This weekend, the police in Avon & Somerset have charged a Dutch National Vincent Tabak with the murder of Joanna Yeates who went missing on the 17th December after returning home from a night out.
The deceased’s body was found on Christmas Day 2010. Within days, the police had arrested her landlord but released him on bail without charge. Whilst he was in custody, the British Media published numerous prejudicial articles about him and his alleged background and contents. Examples are shown below, but these are tame compared to the versions that have been removed from the internet
Interestingly, many of the newspapers have removed all traces of their articles from the internet- trying to re write history? Rupert Murdoch has removed all articles from The Sun and Times websites. There is no article referring to his arrest on those websites NOW.
Whilst I am not usually a fan of the Guardian newspaper, it has at least tried to highlight the problems resulting from the other newspapers breaching of the Contempt of Court Act in relation to their reports.
The Crown Prosecution Service have guidance on their website at: CPS Guidance
Strict Liability Contempt under the Contempt of Court Act 1981
Strict liability contempt (refer to the law earlier in this chapter) applies to publications (including broadcasts) addressed to the public at large or any section of the public, which create a substantial risk that the course of public justice will be seriously impeded or prejudiced. The strict liability rule only applies to legal proceedings that are “active” at the time of the publication, and may render the publication a contempt regardless of any intent to interfere with the course of justice in the proceedings. (Archbold 28-59 to 28-61).
The absence of the requirement to prove intention distinguishes it from the common law variant. Common law contempt may be committed where proceedings are pending or imminent (albeit not necessarily active for the purposes of the 1981 Act), and where there is actual intent to interfere with the administration of justice in those proceedings.
“Active”, for the purposes of section 2(3) of the 1981 Act, is defined in Schedule 1 of the Act as including the issue of a summons or the arrest without warrant of a defendant (Archbold 28-62). Proceedings cease to be active for the purposes of the Act where they conclude by, inter alia, acquittal/sentence, any other order bringing proceedings to an end, or by discontinuance/operation of law. Where a warrant has been issued, proceedings cease to be active once twelve months’ have elapsed without the suspect’s arrest, and – where there has been an arrest – when the suspect is released without charge otherwise than on bail.
Whether the publication creates a substantial risk of serious prejudice is judged at the time of publication. The longer the gap between publication and the trial (‘the fade factor’), the less the substantial risk of serious prejudice is likely to be. (Archbold 28-74 to 28-76).
Now, I appreciate that those reading this who live abroad may be surprised to see such restrictions on the media. The restriction have worked here and have helped to ensure that trials are conducted fairly in court on the evidence and not via the media.
The worrying thing to me is that we have a law prohibiting actions, but it is rare the law is enforced. We should either have the law and enforce it, or we should abolish the law. The current uncertainty is not helpful.

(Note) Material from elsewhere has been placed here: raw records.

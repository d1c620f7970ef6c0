//! Response Normalizer
//!
//! The backend is unversioned and answers with several shapes for the same
//! entity: wrapped in `data` or `content`, snake_case or camelCase keys,
//! enums as strings or objects. Everything here maps those shapes onto the
//! canonical models. Every precedence is an ordered table so the order can be
//! read and tested on its own.
//!
//! All functions are total: unrecognized input degrades to defaults.

use serde_json::{Map, Value};

use crate::error::ApiError;
use crate::models::{Deal, DealNote, Role, User};

type Object = Map<String, Value>;

/// Keys tried, in order, when a collection arrives wrapped in an object.
/// The caller's named key (`deals`, `users`) is tried after these.
pub const COLLECTION_KEYS: &[&str] = &["data", "content"];

/// Alternate keys carrying the stage, tried after `currentStage` and `stage`
pub const STAGE_ALTERNATE_KEYS: &[&str] =
    &["dealStage", "stageType", "stageName", "deal_stage", "stage_type", "stage_name"];

/// `(canonical, alias)`: alias is copied only when the canonical key is absent
pub const FIELD_ALIASES: &[(&str, &str)] = &[
    ("dealName", "deal_name"),
    ("clientName", "client_name"),
    ("expectedCloseDate", "expected_close_date"),
    ("dealValue", "deal_value"),
    ("dealType", "deal_type"),
    ("summary", "description"),
];

/// Named stage extractor
pub type StageExtractor = (&'static str, fn(&Object) -> Option<String>);

/// Stage resolution order; first hit wins
pub const STAGE_EXTRACTORS: &[StageExtractor] = &[
    ("currentStage", stage_from_current),
    ("stage", stage_from_stage_field),
    ("alternates", stage_from_alternates),
];

/// Token keys in a login response, checked in `data` and then at the root
pub const TOKEN_KEYS: &[&str] =
    &["token", "accessToken", "jwtToken", "access_token", "jwt_token", "authToken"];

/// Named role extractor
pub type RoleExtractor = (&'static str, fn(&Object) -> Option<Role>);

/// Role resolution order; first hit wins, default is [`Role::User`]
pub const ROLE_EXTRACTORS: &[RoleExtractor] = &[
    ("roles[]", role_from_roles_array),
    ("roles", role_from_roles_string),
    ("role", role_from_role),
    ("authorities", role_from_authorities),
];

const NOTE_CONTENT_KEYS: &[&str] = &["content", "noteText", "text"];
const NOTE_DATE_KEYS: &[&str] = &["createdDate", "timestamp", "createdAt"];
const NOTE_AUTHOR_KEYS: &[&str] = &["createdBy", "username", "userId"];
const ENABLED_KEYS: &[&str] = &["enabled", "active"];

// ========================
// Envelopes
// ========================

/// Single entity: `response.data` when present, otherwise the response itself
pub fn unwrap_entity(response: &Value) -> &Value {
    match response.get("data") {
        Some(data) if !data.is_null() => data,
        _ => response,
    }
}

/// Collection: bare array, then [`COLLECTION_KEYS`], then `named`
pub fn unwrap_collection<'a>(response: &'a Value, named: &str) -> Option<&'a Vec<Value>> {
    if let Value::Array(items) = response {
        return Some(items);
    }
    COLLECTION_KEYS
        .iter()
        .copied()
        .chain(std::iter::once(named))
        .find_map(|key| response.get(key).and_then(Value::as_array))
}

// ========================
// Deals
// ========================

/// Normalize a single-deal response
pub fn normalize_deal(response: &Value) -> Deal {
    let Some(raw) = unwrap_entity(response).as_object() else {
        tracing::warn!("deal response is not an object: {}", response);
        return Deal::default();
    };

    let mut map = raw.clone();
    apply_aliases(&mut map);

    Deal {
        id: first_text(&map, &["id", "_id"]).unwrap_or_default(),
        deal_name: text(&map, "dealName").unwrap_or_default(),
        deal_value: number(&map, "dealValue"),
        stage: resolve_stage(&map),
        client_name: text(&map, "clientName").unwrap_or_default(),
        deal_type: text(&map, "dealType"),
        sector: text(&map, "sector"),
        summary: text(&map, "summary"),
        description: text(&map, "description").unwrap_or_default(),
        expected_close_date: text(&map, "expectedCloseDate"),
        created_date: first_text(&map, &["createdDate", "createdAt"]),
        last_modified_date: first_text(&map, &["lastModifiedDate", "updatedAt"]),
        created_by: first_text(&map, &["createdBy", "createdByUsername"]),
        notes: normalize_notes(map.get("notes")),
    }
}

/// Normalize a deal-list response; unknown shapes yield an empty list
pub fn normalize_deals(response: &Value) -> Vec<Deal> {
    match unwrap_collection(response, "deals") {
        Some(items) => items.iter().map(normalize_deal).collect(),
        None => {
            tracing::warn!("unexpected deals response structure: {}", response);
            Vec::new()
        }
    }
}

/// Copy aliased values into absent canonical keys. Present values are never overwritten.
pub fn apply_aliases(map: &mut Object) {
    for (canonical, alias) in FIELD_ALIASES {
        if !is_absent(map.get(*canonical)) {
            continue;
        }
        if let Some(value) = map.get(*alias).filter(|v| !is_absent(Some(v))).cloned() {
            map.insert((*canonical).to_string(), value);
        }
    }
}

/// Run [`STAGE_EXTRACTORS`] in order
pub fn resolve_stage(map: &Object) -> Option<String> {
    STAGE_EXTRACTORS.iter().find_map(|(_, extract)| extract(map))
}

fn stage_from_current(map: &Object) -> Option<String> {
    map.get("currentStage").and_then(stage_value)
}

fn stage_from_stage_field(map: &Object) -> Option<String> {
    map.get("stage").and_then(stage_value)
}

fn stage_from_alternates(map: &Object) -> Option<String> {
    STAGE_ALTERNATE_KEYS.iter().find_map(|key| map.get(*key).and_then(stage_value))
}

/// Stage as text; objects are unwrapped via `name`, then `value`, then stringified
fn stage_value(value: &Value) -> Option<String> {
    match value {
        Value::Object(inner) => Some(
            ["name", "value"]
                .iter()
                .find_map(|key| inner.get(*key).and_then(scalar_text))
                .unwrap_or_else(|| value.to_string()),
        ),
        Value::Array(_) => Some(value.to_string()),
        other => scalar_text(other),
    }
}

fn normalize_notes(notes: Option<&Value>) -> Vec<DealNote> {
    let Some(Value::Array(items)) = notes else {
        return Vec::new();
    };

    items
        .iter()
        .enumerate()
        .map(|(index, item)| match item {
            Value::Object(map) => DealNote {
                id: text(map, "id").unwrap_or_else(|| index.to_string()),
                content: first_text(map, NOTE_CONTENT_KEYS).unwrap_or_default(),
                created_date: first_text(map, NOTE_DATE_KEYS).unwrap_or_default(),
                created_by: first_text(map, NOTE_AUTHOR_KEYS).unwrap_or_default(),
            },
            other => DealNote {
                id: index.to_string(),
                content: scalar_text(other).unwrap_or_default(),
                ..DealNote::default()
            },
        })
        .collect()
}

// ========================
// Users
// ========================

/// Normalize a single-user response
pub fn normalize_user(response: &Value) -> User {
    match unwrap_entity(response).as_object() {
        Some(map) => user_from_map(map, true),
        None => {
            tracing::warn!("user response is not an object: {}", response);
            User { enabled: true, ..User::default() }
        }
    }
}

/// Normalize a user-list response; unknown shapes yield an empty list
pub fn normalize_users(response: &Value) -> Vec<User> {
    match unwrap_collection(response, "users") {
        Some(items) => items
            .iter()
            .map(|item| match item.as_object() {
                Some(map) => user_from_map(map, true),
                None => User { enabled: true, ..User::default() },
            })
            .collect(),
        None => {
            tracing::warn!("unexpected users response structure: {}", response);
            Vec::new()
        }
    }
}

/// Normalize the answer to a status update. Missing id or flag fall back to
/// what was requested.
pub fn normalize_status_update(response: &Value, id: &str, requested_enabled: bool) -> User {
    let mut user = match unwrap_entity(response).as_object() {
        Some(map) => user_from_map(map, requested_enabled),
        None => User { enabled: requested_enabled, ..User::default() },
    };
    if user.id.is_empty() {
        user.id = id.to_string();
    }
    user
}

fn user_from_map(map: &Object, default_enabled: bool) -> User {
    User {
        id: first_text(map, &["id", "_id"]).unwrap_or_default(),
        username: text(map, "username").unwrap_or_default(),
        email: text(map, "email").unwrap_or_default(),
        role: resolve_role(map).unwrap_or_default(),
        enabled: ENABLED_KEYS.iter().find_map(|key| map.get(*key).and_then(flag)).unwrap_or(default_enabled),
    }
}

/// Run [`ROLE_EXTRACTORS`] in order
pub fn resolve_role(map: &Object) -> Option<Role> {
    ROLE_EXTRACTORS.iter().find_map(|(_, extract)| extract(map))
}

fn any_admin<'a>(mut claims: impl Iterator<Item = &'a str>) -> Role {
    if claims.any(|c| Role::from_claim(c) == Role::Admin) { Role::Admin } else { Role::User }
}

fn role_from_roles_array(map: &Object) -> Option<Role> {
    let roles = map.get("roles")?.as_array()?;
    Some(any_admin(roles.iter().filter_map(Value::as_str)))
}

fn role_from_roles_string(map: &Object) -> Option<Role> {
    map.get("roles")?.as_str().filter(|s| !s.is_empty()).map(Role::from_claim)
}

fn role_from_role(map: &Object) -> Option<Role> {
    map.get("role").and_then(scalar_text).map(|r| Role::from_claim(&r))
}

fn role_from_authorities(map: &Object) -> Option<Role> {
    let authorities = map.get("authorities")?.as_array()?;
    Some(any_admin(authorities.iter().filter_map(|a| {
        a.as_str().or_else(|| a.get("authority").and_then(Value::as_str))
    })))
}

// ========================
// Login
// ========================

/// Token and user extracted from a login response
#[derive(Debug, Clone, PartialEq)]
pub struct LoginOutcome {
    pub token: String,
    pub user: User,
}

/// Locate the token and user details in a login response
pub fn normalize_login(response: &Value) -> Result<LoginOutcome, ApiError> {
    let data = unwrap_entity(response);
    let scopes = [data, response];

    let token = scopes
        .iter()
        .flat_map(|scope| TOKEN_KEYS.iter().map(move |key| scope.get(*key)))
        .flatten()
        .find_map(|v| v.as_str().map(str::trim).filter(|t| !t.is_empty()))
        .map(str::to_string)
        .ok_or_else(|| {
            tracing::error!("token not found in login response: {}", response);
            ApiError::Decode("Invalid token received from server. Token field not found in response.".to_string())
        })?;

    let role = scopes
        .iter()
        .filter_map(|scope| scope.as_object())
        .find_map(resolve_role)
        .unwrap_or_default();

    let user = User {
        id: first_text_in(&scopes, &["id", "_id"]).unwrap_or_default(),
        username: first_text_in(&scopes, &["username", "userName"]).unwrap_or_default(),
        email: first_text_in(&scopes, &["email"]).unwrap_or_default(),
        role,
        enabled: true,
    };

    Ok(LoginOutcome { token, user })
}

// ========================
// Field helpers
// ========================

/// Missing, null and empty string all count as absent
fn is_absent(value: Option<&Value>) -> bool {
    match value {
        None | Some(Value::Null) => true,
        Some(Value::String(s)) => s.is_empty(),
        Some(_) => false,
    }
}

fn scalar_text(value: &Value) -> Option<String> {
    match value {
        Value::String(s) if !s.is_empty() => Some(s.clone()),
        Value::Number(n) => Some(n.to_string()),
        Value::Bool(b) => Some(b.to_string()),
        _ => None,
    }
}

fn text(map: &Object, key: &str) -> Option<String> {
    map.get(key).and_then(scalar_text)
}

fn first_text(map: &Object, keys: &[&str]) -> Option<String> {
    keys.iter().find_map(|key| text(map, key))
}

fn first_text_in(scopes: &[&Value], keys: &[&str]) -> Option<String> {
    scopes
        .iter()
        .filter_map(|scope| scope.as_object())
        .find_map(|map| first_text(map, keys))
}

fn number(map: &Object, key: &str) -> Option<f64> {
    match map.get(key)? {
        Value::Number(n) => n.as_f64(),
        Value::String(s) => s.trim().parse().ok(),
        _ => None,
    }
}

fn flag(value: &Value) -> Option<bool> {
    match value {
        Value::Bool(b) => Some(*b),
        Value::Number(n) => n.as_f64().map(|f| f != 0.0),
        Value::String(s) => match s.trim().to_ascii_lowercase().as_str() {
            "true" | "1" => Some(true),
            "false" | "0" => Some(false),
            _ => None,
        },
        _ => None,
    }
}

#[cfg(test)]
mod tests;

Now, turn to the position of Christopher Jeffries, the landlord, who was the victim of much bile in the media. He is apparently innocent of any crime, yet as a result of the media coverage will always have the stigma of being connected to this murder and also accused inter alia of being a pervert, having paedophile friends etc. Is this acceptable?
I personally would hope to see Mr Jefferies sue the relevant publications for defamation of character.